//! Weighted caller/callee graph built from backtraces.
//!
//! # Counting
//!
//! - **Node samples**: number of backtraces in which the function appears
//!   anywhere on the stack. A function recurring in one backtrace still
//!   counts once, so `samples / total` is the share of time spent in the
//!   function or anything it called.
//! - **Edge count**: number of adjacent frame pairs `(caller, callee)`,
//!   i.e. frame `i + 1` calling frame `i`. Non-adjacent recursion adds
//!   nothing beyond its adjacent pairs.
//!
//! ```text
//! backtrace (innermost first)     nodes           edges
//! ───────────────────────────     ─────────────   ─────────────
//! f1  ← sampled here              f1: 1           f2 → f1: 1
//! f2                              f2: 1           f3 → f2: 1
//! f3                              f3: 1
//! ```
//!
//! # Storage
//!
//! Nodes live in an arena indexed by [`NodeId`]; edges are a map keyed by
//! `(caller, callee)` ids, so there are no references between nodes.

// Fractions are computed from sample counts
#![allow(clippy::cast_precision_loss)]

use log::{debug, info};
use serde::Serialize;
use std::collections::{BTreeMap, HashMap, HashSet};

use crate::domain::{AddressSpace, Backtrace, ProfileError, Rip};
use crate::symbolization::{resolve_sorted, SymbolTable};

/// Name of the single node standing in for all user-space frames.
pub const USER_NODE: &str = "USER";

/// Callers at or below this fraction of backtraces are left out of the
/// top-caller ranking.
pub const TOP_CALLER_THRESHOLD: f64 = 0.01;

/// Index of a node in the graph arena.
pub type NodeId = usize;

/// One function in the call graph.
#[derive(Debug, Clone, PartialEq, Serialize)]
pub struct GraphNode {
    pub name: String,
    /// Backtraces containing this function at least once.
    pub samples: usize,
    /// `samples / total backtraces`.
    pub fraction: f64,
}

/// A callee as seen from one caller.
#[derive(Debug, Clone, PartialEq, Serialize)]
pub struct CalleeShare {
    pub name: String,
    /// Share of the callee's time reached through this caller.
    pub attributed_fraction: f64,
    /// Direct calls from the caller observed in backtraces.
    pub calls: usize,
}

/// A top caller with its ranked callees.
#[derive(Debug, Clone, PartialEq, Serialize)]
pub struct CallerSummary {
    pub name: String,
    pub fraction: f64,
    pub samples: usize,
    pub callees: Vec<CalleeShare>,
}

/// Call graph accumulated over all backtraces of a run.
#[derive(Debug, Clone, Default)]
pub struct CallGraph {
    nodes: Vec<GraphNode>,
    index: HashMap<String, NodeId>,
    edges: BTreeMap<(NodeId, NodeId), usize>,
    total_backtraces: usize,
    max_fraction: f64,
}

/// Resolve every kernel frame of `backtraces` against `table`.
///
/// User frames are not looked up; they collapse into [`USER_NODE`].
///
/// # Errors
/// Returns `AddressNotFound` if a kernel frame has no owning symbol
pub fn kernel_symbol_map(
    backtraces: &[Backtrace],
    table: &SymbolTable,
) -> Result<HashMap<u64, String>, ProfileError> {
    let mut addrs: Vec<u64> = backtraces
        .iter()
        .flat_map(|bt| bt.frames.iter())
        .filter(|rip| rip.space == AddressSpace::Kernel)
        .map(|rip| rip.value)
        .collect();
    addrs.sort_unstable();
    addrs.dedup();

    let resolution = resolve_sorted(&addrs, table)?;
    Ok(resolution.address_map())
}

impl CallGraph {
    /// Build the graph from backtraces and a kernel address → function map.
    ///
    /// # Errors
    /// Returns `AddressNotFound` if a kernel frame is missing from `symbols`
    pub fn build(
        backtraces: &[Backtrace],
        symbols: &HashMap<u64, String>,
    ) -> Result<Self, ProfileError> {
        let mut graph = Self { total_backtraces: backtraces.len(), ..Self::default() };

        for bt in backtraces {
            graph.add_backtrace(bt, symbols)?;
        }
        graph.compute_fractions();

        info!(
            "Call graph: {} nodes, {} edges from {} backtraces",
            graph.nodes.len(),
            graph.edges.len(),
            graph.total_backtraces
        );
        Ok(graph)
    }

    fn add_backtrace(
        &mut self,
        bt: &Backtrace,
        symbols: &HashMap<u64, String>,
    ) -> Result<(), ProfileError> {
        let ids = bt
            .frames
            .iter()
            .map(|&rip| self.node_for(rip, symbols))
            .collect::<Result<Vec<NodeId>, ProfileError>>()?;

        let touched: HashSet<NodeId> = ids.iter().copied().collect();
        for id in touched {
            self.nodes[id].samples += 1;
        }

        for pair in ids.windows(2) {
            let (callee, caller) = (pair[0], pair[1]);
            *self.edges.entry((caller, callee)).or_insert(0) += 1;
        }
        Ok(())
    }

    fn node_for(&mut self, rip: Rip, symbols: &HashMap<u64, String>) -> Result<NodeId, ProfileError> {
        if rip.is_user() {
            return Ok(self.ensure_node(USER_NODE));
        }
        let name = symbols.get(&rip.value).ok_or(ProfileError::AddressNotFound(rip.value))?;
        Ok(self.ensure_node(name))
    }

    fn ensure_node(&mut self, name: &str) -> NodeId {
        if let Some(&id) = self.index.get(name) {
            return id;
        }
        let id = self.nodes.len();
        self.nodes.push(GraphNode { name: name.to_string(), samples: 0, fraction: 0.0 });
        self.index.insert(name.to_string(), id);
        id
    }

    fn compute_fractions(&mut self) {
        if self.total_backtraces == 0 {
            return;
        }
        let total = self.total_backtraces as f64;
        for node in &mut self.nodes {
            node.fraction = node.samples as f64 / total;
            self.max_fraction = self.max_fraction.max(node.fraction);
        }
    }

    /// Nodes in first-seen order.
    #[must_use]
    pub fn nodes(&self) -> &[GraphNode] {
        &self.nodes
    }

    #[must_use]
    pub fn node(&self, name: &str) -> Option<&GraphNode> {
        self.index.get(name).map(|&id| &self.nodes[id])
    }

    /// Every `(caller, callee, calls)` edge, ordered by caller then callee id.
    pub fn edges(&self) -> impl Iterator<Item = (&GraphNode, &GraphNode, usize)> + '_ {
        self.edges
            .iter()
            .map(|(&(caller, callee), &calls)| (&self.nodes[caller], &self.nodes[callee], calls))
    }

    /// Direct calls from `caller` to `callee`, 0 if never observed.
    #[must_use]
    pub fn edge_count(&self, caller: &str, callee: &str) -> usize {
        match (self.index.get(caller), self.index.get(callee)) {
            (Some(&a), Some(&b)) => self.edges.get(&(a, b)).copied().unwrap_or(0),
            _ => 0,
        }
    }

    #[must_use]
    pub fn total_backtraces(&self) -> usize {
        self.total_backtraces
    }

    /// Largest node fraction, used to scale exported node sizes.
    #[must_use]
    pub fn max_fraction(&self) -> f64 {
        self.max_fraction
    }

    /// Callers above [`TOP_CALLER_THRESHOLD`], most samples first, each with
    /// its callees ranked by attributed fraction.
    #[must_use]
    pub fn top_callers(&self) -> Vec<CallerSummary> {
        let mut ids: Vec<NodeId> = (0..self.nodes.len())
            .filter(|&id| self.nodes[id].fraction > TOP_CALLER_THRESHOLD)
            .collect();
        ids.sort_unstable_by(|&a, &b| {
            let (na, nb) = (&self.nodes[a], &self.nodes[b]);
            nb.samples.cmp(&na.samples).then_with(|| na.name.cmp(&nb.name))
        });

        ids.into_iter()
            .map(|id| {
                let node = &self.nodes[id];
                CallerSummary {
                    name: node.name.clone(),
                    fraction: node.fraction,
                    samples: node.samples,
                    callees: self.ranked_callees(id),
                }
            })
            .collect()
    }

    /// Callees of `caller` by how much of their time flows through it.
    ///
    /// `callee.fraction * calls / callee.samples`: the callee's share of all
    /// backtraces, scaled by the part of its samples reached from `caller`.
    fn ranked_callees(&self, caller: NodeId) -> Vec<CalleeShare> {
        let mut callees: Vec<CalleeShare> = self
            .edges
            .range((caller, 0)..=(caller, NodeId::MAX))
            .map(|(&(_, callee), &calls)| {
                let node = &self.nodes[callee];
                let from_caller = calls as f64 / node.samples as f64;
                CalleeShare {
                    name: node.name.clone(),
                    attributed_fraction: node.fraction * from_caller,
                    calls,
                }
            })
            .collect();

        callees.sort_by(|a, b| {
            b.attributed_fraction
                .total_cmp(&a.attributed_fraction)
                .then_with(|| a.name.cmp(&b.name))
        });
        debug!("{} callees for {}", callees.len(), self.nodes[caller].name);
        callees
    }
}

----------------

§ Exercise details
After locating the line holding "fn node_for(&mut self, rip: Rip, symbols: &HashMap<u64, String>)" above, output exactly that line and every line after it through the line holding "pub fn top_callers(&self)". Include nothing else.

§ Response to this task
    fn node_for(&mut self, rip: Rip, symbols: &HashMap<u64, String>) -> Result<NodeId, ProfileError> {
        if rip.is_user() {
            return Ok(self.ensure_node(USER_NODE));
        }
        let name = symbols.get(&rip.value).ok_or(ProfileError::AddressNotFound(rip.value))?;
        Ok(self.ensure_node(name))
    }

    fn ensure_node(&mut self, name: &str) -> NodeId {
        if let Some(&id) = self.index.get(name) {
            return id;
        }
        let id = self.nodes.len();
        self.nodes.push(GraphNode { name: name.to_string(), samples: 0, fraction: 0.0 });
        self.index.insert(name.to_string(), id);
        id
    }

    fn compute_fractions(&mut self) {
        if self.total_backtraces == 0 {
            return;
        }
        let total = self.total_backtraces as f64;
        for node in &mut self.nodes {
            node.fraction = node.samples as f64 / total;
            self.max_fraction = self.max_fraction.max(node.fraction);
        }
    }

    /// Nodes in first-seen order.
    #[must_use]
    pub fn nodes(&self) -> &[GraphNode] {
        &self.nodes
    }

    #[must_use]
    pub fn node(&self, name: &str) -> Option<&GraphNode> {
        self.index.get(name).map(|&id| &self.nodes[id])
    }

    /// Every `(caller, callee, calls)` edge, ordered by caller then callee id.
    pub fn edges(&self) -> impl Iterator<Item = (&GraphNode, &GraphNode, usize)> + '_ {
        self.edges
            .iter()
            .map(|(&(caller, callee), &calls)| (&self.nodes[caller], &self.nodes[callee], calls))
    }

    /// Direct calls from `caller` to `callee`, 0 if never observed.
    #[must_use]
    pub fn edge_count(&self, caller: &str, callee: &str) -> usize {
        match (self.index.get(caller), self.index.get(callee)) {
            (Some(&a), Some(&b)) => self.edges.get(&(a, b)).copied().unwrap_or(0),
            _ => 0,
        }
    }

    #[must_use]
    pub fn total_backtraces(&self) -> usize {
        self.total_backtraces
    }

    /// Largest node fraction, used to scale exported node sizes.
    #[must_use]
    pub fn max_fraction(&self) -> f64 {
        self.max_fraction
    }

    /// Callers above [`TOP_CALLER_THRESHOLD`], most samples first, each with
    /// its callees ranked by attributed fraction.
    #[must_use]
    pub fn top_callers(&self) -> Vec<CallerSummary> {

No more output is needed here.